> _AIM OF THE TASK_
In the listing below, locate the lines bearing the word "super". Copy every one of them.

> _EXTRACTED ENTRIES_
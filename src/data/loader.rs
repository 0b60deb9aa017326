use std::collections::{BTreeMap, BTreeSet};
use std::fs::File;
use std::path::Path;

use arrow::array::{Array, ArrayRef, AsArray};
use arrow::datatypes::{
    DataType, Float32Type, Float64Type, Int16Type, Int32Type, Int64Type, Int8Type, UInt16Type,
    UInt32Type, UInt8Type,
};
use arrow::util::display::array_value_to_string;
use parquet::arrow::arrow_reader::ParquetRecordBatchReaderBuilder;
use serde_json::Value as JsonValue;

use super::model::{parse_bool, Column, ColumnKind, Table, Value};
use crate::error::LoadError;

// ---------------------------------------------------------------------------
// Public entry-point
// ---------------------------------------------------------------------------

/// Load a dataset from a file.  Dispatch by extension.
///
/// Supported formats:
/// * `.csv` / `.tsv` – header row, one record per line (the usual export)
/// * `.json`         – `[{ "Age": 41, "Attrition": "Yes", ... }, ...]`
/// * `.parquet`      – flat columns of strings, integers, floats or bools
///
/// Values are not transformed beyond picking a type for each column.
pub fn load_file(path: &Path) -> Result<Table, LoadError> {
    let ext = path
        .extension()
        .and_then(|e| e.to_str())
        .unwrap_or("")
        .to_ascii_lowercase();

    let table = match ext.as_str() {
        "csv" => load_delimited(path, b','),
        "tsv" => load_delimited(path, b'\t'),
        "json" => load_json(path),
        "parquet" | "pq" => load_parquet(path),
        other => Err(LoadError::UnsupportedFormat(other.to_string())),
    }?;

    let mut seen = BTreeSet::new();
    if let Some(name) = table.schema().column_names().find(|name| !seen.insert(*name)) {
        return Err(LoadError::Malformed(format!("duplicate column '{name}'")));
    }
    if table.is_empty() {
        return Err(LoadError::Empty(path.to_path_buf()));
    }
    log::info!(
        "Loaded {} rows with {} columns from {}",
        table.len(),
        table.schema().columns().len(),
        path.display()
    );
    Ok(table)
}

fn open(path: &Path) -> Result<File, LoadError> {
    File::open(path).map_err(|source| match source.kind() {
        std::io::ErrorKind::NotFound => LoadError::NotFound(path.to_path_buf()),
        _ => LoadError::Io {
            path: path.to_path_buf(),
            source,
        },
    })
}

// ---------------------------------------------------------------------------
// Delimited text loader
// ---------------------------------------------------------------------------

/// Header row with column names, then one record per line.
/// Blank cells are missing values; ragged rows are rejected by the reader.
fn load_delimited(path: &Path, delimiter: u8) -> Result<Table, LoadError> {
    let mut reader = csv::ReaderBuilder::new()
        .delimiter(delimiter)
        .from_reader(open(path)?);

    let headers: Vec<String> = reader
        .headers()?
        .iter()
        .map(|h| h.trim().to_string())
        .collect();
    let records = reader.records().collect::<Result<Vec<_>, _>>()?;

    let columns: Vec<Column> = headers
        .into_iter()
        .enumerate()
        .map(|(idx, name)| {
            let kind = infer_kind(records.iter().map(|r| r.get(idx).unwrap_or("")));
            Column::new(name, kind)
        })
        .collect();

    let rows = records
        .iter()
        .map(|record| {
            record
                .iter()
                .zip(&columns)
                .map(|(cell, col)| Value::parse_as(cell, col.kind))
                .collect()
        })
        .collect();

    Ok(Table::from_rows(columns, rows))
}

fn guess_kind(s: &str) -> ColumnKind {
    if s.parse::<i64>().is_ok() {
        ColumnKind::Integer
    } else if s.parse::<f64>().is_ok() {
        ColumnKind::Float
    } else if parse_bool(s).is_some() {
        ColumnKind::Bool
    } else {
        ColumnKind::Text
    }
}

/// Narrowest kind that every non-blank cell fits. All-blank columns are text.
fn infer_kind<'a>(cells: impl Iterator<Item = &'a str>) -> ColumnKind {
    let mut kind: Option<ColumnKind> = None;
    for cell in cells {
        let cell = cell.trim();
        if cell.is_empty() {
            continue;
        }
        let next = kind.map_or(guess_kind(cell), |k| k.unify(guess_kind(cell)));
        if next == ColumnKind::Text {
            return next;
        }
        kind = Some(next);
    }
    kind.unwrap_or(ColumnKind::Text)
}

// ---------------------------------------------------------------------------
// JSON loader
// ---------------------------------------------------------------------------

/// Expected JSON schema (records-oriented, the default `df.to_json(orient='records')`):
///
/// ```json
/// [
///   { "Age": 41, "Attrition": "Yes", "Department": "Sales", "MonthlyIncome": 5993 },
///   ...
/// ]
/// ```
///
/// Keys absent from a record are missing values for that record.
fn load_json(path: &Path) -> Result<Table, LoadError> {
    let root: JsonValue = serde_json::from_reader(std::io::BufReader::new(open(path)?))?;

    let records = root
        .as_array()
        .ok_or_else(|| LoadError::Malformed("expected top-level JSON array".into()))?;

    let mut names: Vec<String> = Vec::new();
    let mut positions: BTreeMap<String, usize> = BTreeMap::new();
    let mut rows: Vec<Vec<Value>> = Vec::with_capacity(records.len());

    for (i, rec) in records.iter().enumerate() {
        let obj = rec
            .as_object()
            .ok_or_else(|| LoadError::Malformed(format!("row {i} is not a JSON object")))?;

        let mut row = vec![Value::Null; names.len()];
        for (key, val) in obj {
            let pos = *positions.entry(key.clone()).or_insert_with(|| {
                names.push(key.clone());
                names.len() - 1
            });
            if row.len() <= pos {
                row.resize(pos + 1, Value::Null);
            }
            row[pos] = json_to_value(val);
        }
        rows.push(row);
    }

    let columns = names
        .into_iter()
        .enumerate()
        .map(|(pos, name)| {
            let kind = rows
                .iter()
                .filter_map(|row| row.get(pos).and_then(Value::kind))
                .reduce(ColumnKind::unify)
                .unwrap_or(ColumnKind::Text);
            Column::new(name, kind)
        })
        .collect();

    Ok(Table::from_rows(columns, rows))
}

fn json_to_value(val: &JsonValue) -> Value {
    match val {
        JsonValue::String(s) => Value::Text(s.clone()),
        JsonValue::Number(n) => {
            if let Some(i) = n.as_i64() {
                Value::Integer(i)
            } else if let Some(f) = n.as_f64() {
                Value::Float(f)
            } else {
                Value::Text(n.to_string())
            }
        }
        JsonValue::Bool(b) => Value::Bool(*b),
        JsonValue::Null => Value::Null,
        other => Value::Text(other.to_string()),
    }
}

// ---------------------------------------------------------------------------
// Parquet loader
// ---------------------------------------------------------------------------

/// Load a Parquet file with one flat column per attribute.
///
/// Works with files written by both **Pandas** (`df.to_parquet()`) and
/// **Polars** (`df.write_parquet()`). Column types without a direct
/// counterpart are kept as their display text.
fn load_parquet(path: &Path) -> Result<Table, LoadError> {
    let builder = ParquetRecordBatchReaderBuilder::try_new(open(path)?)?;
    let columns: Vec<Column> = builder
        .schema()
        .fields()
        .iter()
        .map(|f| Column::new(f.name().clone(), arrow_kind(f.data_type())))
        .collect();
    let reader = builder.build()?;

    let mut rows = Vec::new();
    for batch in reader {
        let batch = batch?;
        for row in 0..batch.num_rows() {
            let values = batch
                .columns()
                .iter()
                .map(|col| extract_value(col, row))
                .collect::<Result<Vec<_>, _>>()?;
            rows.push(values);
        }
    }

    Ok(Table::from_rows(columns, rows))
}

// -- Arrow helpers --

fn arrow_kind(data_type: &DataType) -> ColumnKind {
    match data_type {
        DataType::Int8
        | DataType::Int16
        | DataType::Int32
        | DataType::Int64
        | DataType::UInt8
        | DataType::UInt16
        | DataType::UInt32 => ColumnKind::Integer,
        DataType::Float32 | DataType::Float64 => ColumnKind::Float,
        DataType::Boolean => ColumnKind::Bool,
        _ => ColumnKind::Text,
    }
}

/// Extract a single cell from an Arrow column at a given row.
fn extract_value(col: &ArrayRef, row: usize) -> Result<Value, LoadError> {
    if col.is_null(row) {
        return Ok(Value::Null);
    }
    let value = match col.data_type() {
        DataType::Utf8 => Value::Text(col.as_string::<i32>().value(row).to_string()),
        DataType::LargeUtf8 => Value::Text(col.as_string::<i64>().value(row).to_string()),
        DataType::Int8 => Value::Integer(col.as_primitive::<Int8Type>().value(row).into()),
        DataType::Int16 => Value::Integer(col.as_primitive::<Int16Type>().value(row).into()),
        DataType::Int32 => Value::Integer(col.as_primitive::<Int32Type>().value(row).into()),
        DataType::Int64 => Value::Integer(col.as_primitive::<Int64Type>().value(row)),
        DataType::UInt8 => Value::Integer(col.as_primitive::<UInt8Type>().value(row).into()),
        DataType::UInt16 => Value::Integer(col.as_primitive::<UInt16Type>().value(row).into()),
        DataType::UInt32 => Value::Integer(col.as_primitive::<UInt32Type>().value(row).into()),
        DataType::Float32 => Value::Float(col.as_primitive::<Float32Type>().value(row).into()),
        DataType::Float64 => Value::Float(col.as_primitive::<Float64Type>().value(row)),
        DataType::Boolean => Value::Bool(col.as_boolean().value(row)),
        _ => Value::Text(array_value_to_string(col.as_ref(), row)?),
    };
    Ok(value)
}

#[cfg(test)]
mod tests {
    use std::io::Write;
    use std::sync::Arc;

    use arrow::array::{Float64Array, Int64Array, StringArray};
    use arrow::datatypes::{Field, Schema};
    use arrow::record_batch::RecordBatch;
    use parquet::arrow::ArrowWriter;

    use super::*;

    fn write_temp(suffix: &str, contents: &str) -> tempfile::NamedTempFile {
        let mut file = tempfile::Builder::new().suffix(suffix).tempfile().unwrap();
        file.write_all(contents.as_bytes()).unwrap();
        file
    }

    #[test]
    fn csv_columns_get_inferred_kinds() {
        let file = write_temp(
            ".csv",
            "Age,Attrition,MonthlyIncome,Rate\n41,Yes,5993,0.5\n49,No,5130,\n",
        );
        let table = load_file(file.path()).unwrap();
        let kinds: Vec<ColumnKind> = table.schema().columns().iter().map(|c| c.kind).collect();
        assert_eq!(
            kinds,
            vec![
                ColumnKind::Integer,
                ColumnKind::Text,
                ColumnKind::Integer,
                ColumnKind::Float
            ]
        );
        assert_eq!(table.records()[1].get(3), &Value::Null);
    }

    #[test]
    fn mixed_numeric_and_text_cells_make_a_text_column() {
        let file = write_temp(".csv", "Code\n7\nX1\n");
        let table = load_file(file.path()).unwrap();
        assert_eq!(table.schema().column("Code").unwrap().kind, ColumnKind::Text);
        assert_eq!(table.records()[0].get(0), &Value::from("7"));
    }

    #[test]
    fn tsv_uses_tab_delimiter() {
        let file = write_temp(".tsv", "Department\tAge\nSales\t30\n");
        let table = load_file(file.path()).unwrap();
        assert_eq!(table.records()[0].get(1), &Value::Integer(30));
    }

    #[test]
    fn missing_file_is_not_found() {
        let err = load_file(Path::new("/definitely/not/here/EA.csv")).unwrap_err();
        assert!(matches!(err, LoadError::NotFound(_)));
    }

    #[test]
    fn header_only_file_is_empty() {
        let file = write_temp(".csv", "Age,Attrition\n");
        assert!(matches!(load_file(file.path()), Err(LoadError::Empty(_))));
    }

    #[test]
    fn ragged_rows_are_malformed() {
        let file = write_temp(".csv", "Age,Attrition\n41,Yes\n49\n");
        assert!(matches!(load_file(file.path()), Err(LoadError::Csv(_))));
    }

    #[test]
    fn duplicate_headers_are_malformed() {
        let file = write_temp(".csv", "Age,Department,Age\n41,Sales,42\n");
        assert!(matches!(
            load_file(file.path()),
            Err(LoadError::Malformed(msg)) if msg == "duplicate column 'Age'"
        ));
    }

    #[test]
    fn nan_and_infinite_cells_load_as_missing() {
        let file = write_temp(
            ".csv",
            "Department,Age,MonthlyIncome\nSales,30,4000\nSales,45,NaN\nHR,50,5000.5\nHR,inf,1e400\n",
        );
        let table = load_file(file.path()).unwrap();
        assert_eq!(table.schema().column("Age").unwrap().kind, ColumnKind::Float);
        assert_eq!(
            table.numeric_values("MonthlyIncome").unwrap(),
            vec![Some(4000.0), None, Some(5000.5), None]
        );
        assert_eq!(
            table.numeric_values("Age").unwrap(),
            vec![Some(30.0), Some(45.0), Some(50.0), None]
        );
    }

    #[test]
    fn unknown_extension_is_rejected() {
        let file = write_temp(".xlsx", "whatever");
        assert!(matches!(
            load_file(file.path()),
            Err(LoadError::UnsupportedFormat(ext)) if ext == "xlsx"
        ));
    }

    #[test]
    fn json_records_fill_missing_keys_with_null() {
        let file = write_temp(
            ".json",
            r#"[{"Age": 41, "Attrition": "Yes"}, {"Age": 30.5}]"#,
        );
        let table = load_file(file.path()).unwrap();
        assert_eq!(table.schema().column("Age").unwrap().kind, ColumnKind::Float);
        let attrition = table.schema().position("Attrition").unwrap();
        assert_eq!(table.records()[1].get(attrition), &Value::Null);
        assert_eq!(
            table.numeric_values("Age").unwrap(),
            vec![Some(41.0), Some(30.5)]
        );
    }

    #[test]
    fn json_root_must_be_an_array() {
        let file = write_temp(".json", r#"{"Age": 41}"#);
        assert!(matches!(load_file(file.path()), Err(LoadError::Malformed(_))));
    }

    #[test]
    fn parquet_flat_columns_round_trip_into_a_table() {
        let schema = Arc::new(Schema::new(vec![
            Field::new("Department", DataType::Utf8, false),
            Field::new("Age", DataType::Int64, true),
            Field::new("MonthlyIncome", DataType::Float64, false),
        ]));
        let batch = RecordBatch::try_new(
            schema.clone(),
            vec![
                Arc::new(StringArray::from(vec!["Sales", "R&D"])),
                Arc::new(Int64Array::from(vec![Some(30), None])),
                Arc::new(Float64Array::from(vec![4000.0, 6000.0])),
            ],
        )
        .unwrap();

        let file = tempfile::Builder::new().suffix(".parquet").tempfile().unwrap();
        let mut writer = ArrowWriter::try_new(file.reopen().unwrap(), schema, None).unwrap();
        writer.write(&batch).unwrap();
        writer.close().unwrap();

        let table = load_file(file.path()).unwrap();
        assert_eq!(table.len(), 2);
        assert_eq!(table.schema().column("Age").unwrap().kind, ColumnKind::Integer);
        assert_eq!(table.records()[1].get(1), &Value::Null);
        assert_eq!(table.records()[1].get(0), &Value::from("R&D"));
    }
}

> _EXERCISE ANSWER_
use super::model::{parse_bool, Column, ColumnKind, Table, Value};
    use super::*;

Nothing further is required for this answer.